*** Block opens ***

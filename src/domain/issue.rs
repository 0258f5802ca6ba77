use serde::{Deserialize, Serialize};
use std::fmt;
use std::str::FromStr;

/// Where a review issue came from.
///
/// The origin drives the per-category counts in the summary comment; it is
/// carried on the issue instead of being re-derived from label text.
#[derive(Debug, Clone, Copy, PartialEq, Eq, Serialize, Deserialize)]
#[serde(rename_all = "snake_case")]
pub enum IssueOrigin {
    /// Produced by an external linter process.
    Linter,
    /// Produced by a successful AI review call.
    AiReview,
    /// Produced in place of a failed AI review call.
    AiReviewError,
}

impl IssueOrigin {
    /// Whether this issue counts towards the AI column of the summary.
    /// Failed AI calls are still AI findings as far as the counts go.
    pub fn is_ai(&self) -> bool {
        matches!(self, Self::AiReview | Self::AiReviewError)
    }
}

impl fmt::Display for IssueOrigin {
    fn fmt(&self, f: &mut fmt::Formatter<'_>) -> fmt::Result {
        match self {
            Self::Linter => write!(f, "linter"),
            Self::AiReview => write!(f, "ai_review"),
            Self::AiReviewError => write!(f, "ai_review_error"),
        }
    }
}

impl FromStr for IssueOrigin {
    type Err = String;

    fn from_str(s: &str) -> Result<Self, Self::Err> {
        match s.to_lowercase().as_str() {
            "linter" => Ok(Self::Linter),
            "ai_review" => Ok(Self::AiReview),
            "ai_review_error" => Ok(Self::AiReviewError),
            other => Err(format!("unknown issue origin: {other}")),
        }
    }
}

/// One labeled piece of review feedback for a file.
///
/// The label is the tool that produced it (a linter name, or the AI review
/// marker); the body is free-form text. There is no severity and no real
/// line anchor; comments are pinned to a placeholder line.
#[derive(Debug, Clone, PartialEq, Serialize, Deserialize)]
pub struct ReviewIssue {
    pub origin: IssueOrigin,
    pub label: String,
    pub body: String,
}

impl ReviewIssue {
    /// Build an issue, refusing blank bodies so empty lint/AI output can
    /// never surface as an empty comment paragraph.
    pub fn new(
        origin: IssueOrigin,
        label: impl Into<String>,
        body: impl Into<String>,
    ) -> Option<Self> {
        let body = body.into();
        if body.trim().is_empty() {
            return None;
        }
        Some(Self {
            origin,
            label: label.into(),
            body,
        })
    }

    /// Render the issue as one `**label**: body` markdown paragraph.
    pub fn markdown(&self) -> String {
        format!("**{}**: {}", self.label, self.body)
    }
}

/// All issues found for a single changed file.
///
/// Built once per file and handed straight to the publisher; nothing is
/// persisted between runs.
#[derive(Debug, Clone, Default)]
pub struct FileReview {
    pub path: String,
    pub issues: Vec<ReviewIssue>,
}

impl FileReview {
    pub fn new(path: impl Into<String>) -> Self {
        Self {
            path: path.into(),
            issues: Vec::new(),
        }
    }

    pub fn has_issues(&self) -> bool {
        !self.issues.is_empty()
    }
}

/// Counters accumulated across the whole run for the summary comment.
/// Appended to in file order; no synchronization is needed because the run
/// is strictly sequential.
#[derive(Debug, Clone, Copy, Default, PartialEq, Eq)]
pub struct RunTotals {
    /// Files that were actually reviewed (present on disk and included).
    pub files_reviewed: usize,
    pub lint_issues: usize,
    pub ai_issues: usize,
}

impl RunTotals {
    pub fn record(&mut self, review: &FileReview) {
        self.files_reviewed += 1;
        for issue in &review.issues {
            if issue.origin.is_ai() {
                self.ai_issues += 1;
            } else {
                self.lint_issues += 1;
            }
        }
    }

    pub fn total_issues(&self) -> usize {
        self.lint_issues + self.ai_issues
    }
}
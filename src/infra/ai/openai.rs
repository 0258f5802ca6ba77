//! OpenAI chat-completions provider.

use super::{COMPLETION_TIMEOUT_SECS, CompletionProvider};
use crate::config::AiSettings;
use crate::infra::{http_client, truncate_text};
use anyhow::{Context, Result, bail};
use async_trait::async_trait;
use serde::Deserialize;
use serde_json::json;

const DEFAULT_BASE_URL: &str = "https://api.openai.com/v1";

/// System message sent with every review request.
const SYSTEM_PROMPT: &str = "You are an expert code reviewer. Provide clear, actionable feedback.";

pub struct OpenAiProvider {
    client: reqwest::Client,
    base_url: String,
    api_key: String,
    model: String,
    max_tokens: u32,
    temperature: f32,
}

impl OpenAiProvider {
    pub fn new(api_key: String, settings: &AiSettings) -> Result<Self> {
        Self::with_base_url(api_key, settings, DEFAULT_BASE_URL)
    }

    /// Point the provider at a different endpoint (tests, gateways).
    pub fn with_base_url(
        api_key: String,
        settings: &AiSettings,
        base_url: impl Into<String>,
    ) -> Result<Self> {
        let base_url = base_url.into();
        Ok(Self {
            client: http_client(&base_url, COMPLETION_TIMEOUT_SECS)?,
            base_url,
            api_key,
            model: settings.model.clone(),
            max_tokens: settings.max_tokens,
            temperature: settings.temperature,
        })
    }
}

#[derive(Debug, Deserialize)]
struct ChatCompletionsResponse {
    choices: Vec<Choice>,
}

#[derive(Debug, Deserialize)]
struct Choice {
    message: AssistantMessage,
}

#[derive(Debug, Deserialize)]
struct AssistantMessage {
    content: String,
}

#[async_trait]
impl CompletionProvider for OpenAiProvider {
    fn name(&self) -> &'static str {
        "OpenAI"
    }

    async fn complete(&self, prompt: &str) -> Result<String> {
        let url = format!("{}/chat/completions", self.base_url.trim_end_matches('/'));

        let response = self
            .client
            .post(&url)
            .bearer_auth(&self.api_key)
            .json(&json!({
                "model": self.model,
                "messages": [
                    {"role": "system", "content": SYSTEM_PROMPT},
                    {"role": "user", "content": prompt}
                ],
                "max_tokens": self.max_tokens,
                "temperature": self.temperature,
            }))
            .send()
            .await
            .context("failed to call OpenAI API")?;

        if !response.status().is_success() {
            let status = response.status();
            let body = response.text().await.unwrap_or_default();
            bail!(
                "OpenAI API request failed: HTTP {} {}",
                status,
                truncate_text(&body, 300)
            );
        }

        let parsed: ChatCompletionsResponse = response
            .json()
            .await
            .context("failed to decode chat completions response")?;

        // A response with no choices is a failed call, not empty feedback.
        let Some(choice) = parsed.choices.into_iter().next() else {
            bail!("OpenAI API returned no choices");
        };

        Ok(choice.message.content)
    }
}
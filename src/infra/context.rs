//! Run context assembled once from the CI environment.

use crate::domain::ContextError;
use crate::infra::event::{self, PullRequestEvent};
use std::path::Path;

/// Optional AI provider keys. Which keys are present decides which provider
/// performs the review; none present means the AI pass is skipped.
#[derive(Debug, Clone, Default)]
pub struct Credentials {
    pub openai_api_key: Option<String>,
    pub anthropic_api_key: Option<String>,
    pub google_api_key: Option<String>,
}

impl Credentials {
    pub fn any(&self) -> bool {
        self.openai_api_key.is_some()
            || self.anthropic_api_key.is_some()
            || self.google_api_key.is_some()
    }
}

/// Everything the run needs from the CI environment.
///
/// Read once at startup and passed explicitly to every component; nothing
/// else in the crate touches environment variables.
#[derive(Debug, Clone)]
pub struct RunContext {
    pub github_token: String,
    /// `owner/repo` as provided by the runner.
    pub repository: String,
    pub event: PullRequestEvent,
    pub credentials: Credentials,
}

impl RunContext {
    /// Read the runner environment. Missing required variables or an
    /// unreadable/malformed event payload are fatal.
    pub fn from_env() -> Result<Self, ContextError> {
        let github_token = required("GITHUB_TOKEN")?;
        let repository = required("GITHUB_REPOSITORY")?;
        let event_path = required("GITHUB_EVENT_PATH")?;
        let event = event::load_event(Path::new(&event_path))?;

        Ok(Self {
            github_token,
            repository,
            event,
            credentials: Credentials {
                openai_api_key: optional("OPENAI_API_KEY"),
                anthropic_api_key: optional("ANTHROPIC_API_KEY"),
                google_api_key: optional("GOOGLE_API_KEY"),
            },
        })
    }
}

fn required(name: &'static str) -> Result<String, ContextError> {
    match std::env::var(name) {
        Ok(value) if !value.trim().is_empty() => Ok(value),
        _ => Err(ContextError::MissingVar(name)),
    }
}

fn optional(name: &str) -> Option<String> {
    std::env::var(name).ok().filter(|v| !v.trim().is_empty())
}
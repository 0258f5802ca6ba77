//! CI entry point for the revue agent.
//!
//! Reads the runner environment, resolves the configuration preset and
//! reviews the pull request checked out in the working directory.

use anyhow::{Context, Result};
use clap::Parser;

use revue::application::run_review;
use revue::config::resolve_config;
use revue::infra::context::RunContext;
use revue::infra::github::GitHubClient;

#[derive(Parser, Debug)]
#[command(name = "revue")]
#[command(version)]
#[command(about = "Automated pull request review agent", long_about = None)]
struct Args {
    /// Configuration preset (default, web_app, api, data_science)
    #[arg(long, default_value = "default")]
    project_type: String,
}

#[tokio::main]
async fn main() -> Result<()> {
    env_logger::Builder::from_env(env_logger::Env::default().default_filter_or("info")).init();

    let args = Args::parse();
    let context = RunContext::from_env().context("read CI environment")?;
    let config = resolve_config(&args.project_type);
    let github = GitHubClient::new(context.github_token.clone(), context.repository.clone())
        .context("build GitHub client")?;

    run_review(&context, &config, &github).await;
    Ok(())
}
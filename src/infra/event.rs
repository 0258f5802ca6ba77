//! Pull request event payload as written by the CI runner.

use crate::domain::ContextError;
use serde::Deserialize;
use std::path::Path;

/// The slice of the webhook event this tool needs. Unknown fields in the
/// payload are ignored.
#[derive(Debug, Clone, Deserialize)]
pub struct PullRequestEvent {
    pub number: u64,
    pub title: String,
    pub body: Option<String>,
    pub head: CommitRef,
    pub base: CommitRef,
}

#[derive(Debug, Clone, Deserialize)]
pub struct CommitRef {
    pub sha: String,
}

#[derive(Debug, Deserialize)]
struct EventEnvelope {
    pull_request: Option<PullRequestEvent>,
}

/// Load and parse the event file the runner points `GITHUB_EVENT_PATH` at.
///
/// Any failure here is fatal for the run: without a pull request number and
/// head SHA there is nothing to review or comment on.
pub fn load_event(path: &Path) -> Result<PullRequestEvent, ContextError> {
    let raw = std::fs::read_to_string(path).map_err(|source| ContextError::EventUnreadable {
        path: path.display().to_string(),
        source,
    })?;

    let envelope: EventEnvelope = serde_json::from_str(&raw)?;
    envelope
        .pull_request
        .ok_or(ContextError::NotAPullRequestEvent)
}
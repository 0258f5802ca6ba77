use handlebars::Handlebars;
use once_cell::sync::Lazy;
use serde_json::Value;
use std::collections::HashMap;

static PROMPT_REGISTRY: Lazy<HashMap<&'static str, &'static str>> = Lazy::new(|| {
    let mut m = HashMap::new();
    m.insert("review_file", include_str!("review_file.hbs"));
    m
});

/// Default analysis instructions embedded in the review prompt when the
/// active configuration does not supply its own.
pub const REVIEW_RUBRIC: &str = "\
Please analyze this code for:
1. Code quality and best practices
2. Potential bugs or issues
3. Security vulnerabilities
4. Performance improvements
5. Maintainability concerns

Provide specific, actionable feedback in a clear, professional tone.
Focus on the most important issues first.";

/// Render a prompt by name using Handlebars.
///
/// Usage:
///     render("review_file", json!({"path": "src/lib.rs", ...}))
///
pub fn render(name: &str, ctx: &Value) -> anyhow::Result<String> {
    let template = PROMPT_REGISTRY
        .get(name)
        .ok_or_else(|| anyhow::anyhow!("unknown prompt '{name}'"))?;

    let mut hb = Handlebars::new();
    hb.set_strict_mode(true); // fail if a variable is missing

    hb.render_template(template, ctx)
        .map_err(|e| anyhow::anyhow!("rendering prompt '{name}' failed: {e}"))
}
//! Static review configuration.
//!
//! Everything here is pure data: a base configuration with documented
//! defaults, and named presets expressed as partial overrides on top of it.
//! Selection happens once at startup via [`presets::resolve_config`]; no
//! component mutates configuration after that.

pub mod presets;

pub use presets::{Severity, customize_prompt, framework_rules, resolve_config, review_prompt};

use serde::{Deserialize, Serialize};
use std::collections::BTreeMap;

/// Rule toggles for one language or framework, keyed by rule name.
pub type RuleToggles = BTreeMap<String, bool>;

/// Configuration for one external linter.
#[derive(Debug, Clone, PartialEq, Eq, Serialize, Deserialize)]
pub struct LinterSettings {
    pub enabled: bool,
    /// Seconds the linter may run before it is reported as timed out.
    pub timeout_secs: u64,
    /// Extra arguments appended after the built-in ones.
    pub extra_args: Vec<String>,
}

impl Default for LinterSettings {
    fn default() -> Self {
        Self {
            enabled: true,
            timeout_secs: 30,
            extra_args: Vec::new(),
        }
    }
}

impl LinterSettings {
    pub fn with_args<I, S>(args: I) -> Self
    where
        I: IntoIterator<Item = S>,
        S: Into<String>,
    {
        Self {
            extra_args: args.into_iter().map(Into::into).collect(),
            ..Self::default()
        }
    }
}

/// Parameters for the AI review call.
///
/// `model` applies to the OpenAI-compatible provider; Anthropic and Gemini
/// carry their own default model names.
#[derive(Debug, Clone, PartialEq, Serialize, Deserialize)]
pub struct AiSettings {
    pub model: String,
    pub max_tokens: u32,
    pub temperature: f32,
    /// Replaces the built-in review rubric when set.
    pub custom_prompt: Option<String>,
}

impl Default for AiSettings {
    fn default() -> Self {
        Self {
            model: "gpt-3.5-turbo".to_string(),
            max_tokens: 1000,
            temperature: 0.3,
            custom_prompt: None,
        }
    }
}

/// The full configuration record one review run operates under.
#[derive(Debug, Clone, PartialEq, Serialize, Deserialize)]
pub struct ReviewConfig {
    /// Globs a changed file must match to be reviewed.
    pub include_patterns: Vec<String>,
    /// Globs that exclude a file even when included above.
    pub exclude_patterns: Vec<String>,
    /// Files larger than this (bytes) are skipped.
    pub max_file_size: u64,
    /// Per-linter toggles, keyed by linter binary name.
    pub linters: BTreeMap<String, LinterSettings>,
    pub ai: AiSettings,
    /// Review focus areas surfaced to the AI prompt machinery.
    pub review_categories: Vec<String>,
    /// Per-language rule toggles (python, javascript, typescript, react, ...).
    pub language_rules: BTreeMap<String, RuleToggles>,
}

impl Default for ReviewConfig {
    fn default() -> Self {
        Self::from_overrides(PresetOverrides::default())
    }
}

/// A named preset is just the fields it changes; everything left as `None`
/// is back-filled from the documented defaults exactly once, here.
#[derive(Debug, Clone, Default)]
pub struct PresetOverrides {
    pub include_patterns: Option<Vec<String>>,
    pub exclude_patterns: Option<Vec<String>>,
    pub max_file_size: Option<u64>,
    pub linters: Option<BTreeMap<String, LinterSettings>>,
    pub ai: Option<AiSettings>,
    pub review_categories: Option<Vec<String>>,
    pub language_rules: Option<BTreeMap<String, RuleToggles>>,
}

impl ReviewConfig {
    /// Merge a partial preset over the base defaults.
    pub fn from_overrides(overrides: PresetOverrides) -> Self {
        Self {
            include_patterns: overrides
                .include_patterns
                .unwrap_or_else(default_include_patterns),
            exclude_patterns: overrides
                .exclude_patterns
                .unwrap_or_else(default_exclude_patterns),
            max_file_size: overrides.max_file_size.unwrap_or(DEFAULT_MAX_FILE_SIZE),
            linters: overrides.linters.unwrap_or_else(default_linters),
            ai: overrides.ai.unwrap_or_default(),
            review_categories: overrides
                .review_categories
                .unwrap_or_else(default_review_categories),
            language_rules: overrides
                .language_rules
                .unwrap_or_else(default_language_rules),
        }
    }

    /// Settings for a linter, if that linter is enabled in this config.
    pub fn enabled_linter(&self, name: &str) -> Option<&LinterSettings> {
        self.linters.get(name).filter(|settings| settings.enabled)
    }
}

/// Default per-file review cutoff, 1 MiB.
pub const DEFAULT_MAX_FILE_SIZE: u64 = 1024 * 1024;

fn default_include_patterns() -> Vec<String> {
    [
        "*.py", "*.js", "*.ts", "*.jsx", "*.tsx", "*.java", "*.cpp", "*.c", "*.go", "*.rs",
    ]
    .iter()
    .map(|s| s.to_string())
    .collect()
}

fn default_exclude_patterns() -> Vec<String> {
    [
        "*.min.js",
        "*.min.css",
        "*.map",
        "node_modules/*",
        "venv/*",
        "__pycache__/*",
    ]
    .iter()
    .map(|s| s.to_string())
    .collect()
}

fn default_linters() -> BTreeMap<String, LinterSettings> {
    let mut linters = BTreeMap::new();
    linters.insert(
        "pylint".to_string(),
        LinterSettings::with_args(["--disable=C0114"]),
    );
    linters.insert("flake8".to_string(), LinterSettings::default());
    linters.insert("black".to_string(), LinterSettings::default());
    linters.insert("isort".to_string(), LinterSettings::default());
    linters.insert("eslint".to_string(), LinterSettings::default());
    linters.insert("prettier".to_string(), LinterSettings::default());
    linters
}

fn default_review_categories() -> Vec<String> {
    [
        "code_quality",
        "security",
        "performance",
        "maintainability",
        "documentation",
    ]
    .iter()
    .map(|s| s.to_string())
    .collect()
}

pub(crate) fn toggles<const N: usize>(rules: [(&str, bool); N]) -> RuleToggles {
    rules
        .iter()
        .map(|(name, on)| (name.to_string(), *on))
        .collect()
}

fn default_language_rules() -> BTreeMap<String, RuleToggles> {
    let mut rules = BTreeMap::new();
    rules.insert(
        "python".to_string(),
        toggles([
            ("type_hints", true),
            ("docstrings", true),
            ("imports", true),
            ("formatting", true),
        ]),
    );
    rules.insert(
        "javascript".to_string(),
        toggles([("es6_features", true), ("async_await", true), ("error_handling", true)]),
    );
    rules.insert(
        "typescript".to_string(),
        toggles([("strict_types", true), ("interface_usage", true), ("generic_types", true)]),
    );
    rules.insert(
        "react".to_string(),
        toggles([("hooks_rules", true), ("component_structure", true), ("state_management", true)]),
    );
    rules
}

#[cfg(test)]
mod tests {
    use super::*;

    #[test]
    fn defaults_are_backfilled_once() {
        let config = ReviewConfig::default();
        assert!(config.include_patterns.contains(&"*.py".to_string()));
        assert!(config.exclude_patterns.contains(&"node_modules/*".to_string()));
        assert_eq!(config.max_file_size, DEFAULT_MAX_FILE_SIZE);
        assert_eq!(config.ai.model, "gpt-3.5-turbo");
        assert_eq!(config.ai.max_tokens, 1000);
        assert!(config.linters.contains_key("pylint"));
        assert_eq!(config.review_categories.len(), 5);
    }

    #[test]
    fn overrides_replace_only_named_fields() {
        let config = ReviewConfig::from_overrides(PresetOverrides {
            review_categories: Some(vec!["security".to_string()]),
            ..PresetOverrides::default()
        });
        assert_eq!(config.review_categories, vec!["security".to_string()]);
        // Untouched fields keep the defaults.
        assert_eq!(config.include_patterns, ReviewConfig::default().include_patterns);
        assert_eq!(config.ai, AiSettings::default());
    }

    #[test]
    fn pylint_carries_its_default_disable_flag() {
        let config = ReviewConfig::default();
        let pylint = config.enabled_linter("pylint").expect("pylint enabled");
        assert_eq!(pylint.extra_args, vec!["--disable=C0114".to_string()]);
        assert_eq!(pylint.timeout_secs, 30);
    }

    #[test]
    fn disabled_linters_are_not_surfaced() {
        let mut config = ReviewConfig::default();
        config
            .linters
            .get_mut("black")
            .expect("black configured")
            .enabled = false;
        assert!(config.enabled_linter("black").is_none());
        assert!(config.enabled_linter("nonexistent").is_none());
    }
}
pub mod generate;
pub mod improve;
pub mod save_feedback;
pub mod save_version;
pub mod service;

pub use generate::GenerateDraftCommand;
pub use improve::ImproveContentCommand;
pub use save_feedback::SaveFeedbackCommand;
pub use save_version::SaveVersionCommand;
pub use service::BlogCommandService;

*** Block closes ***

◆ TASK:
Check each line of the records for the string "IssueOrigin" and copy those that have it.

◆ SOLUTION TO THIS TASK:
pub enum IssueOrigin {
impl IssueOrigin {
impl fmt::Display for IssueOrigin {
impl FromStr for IssueOrigin {
    pub origin: IssueOrigin,
        origin: IssueOrigin,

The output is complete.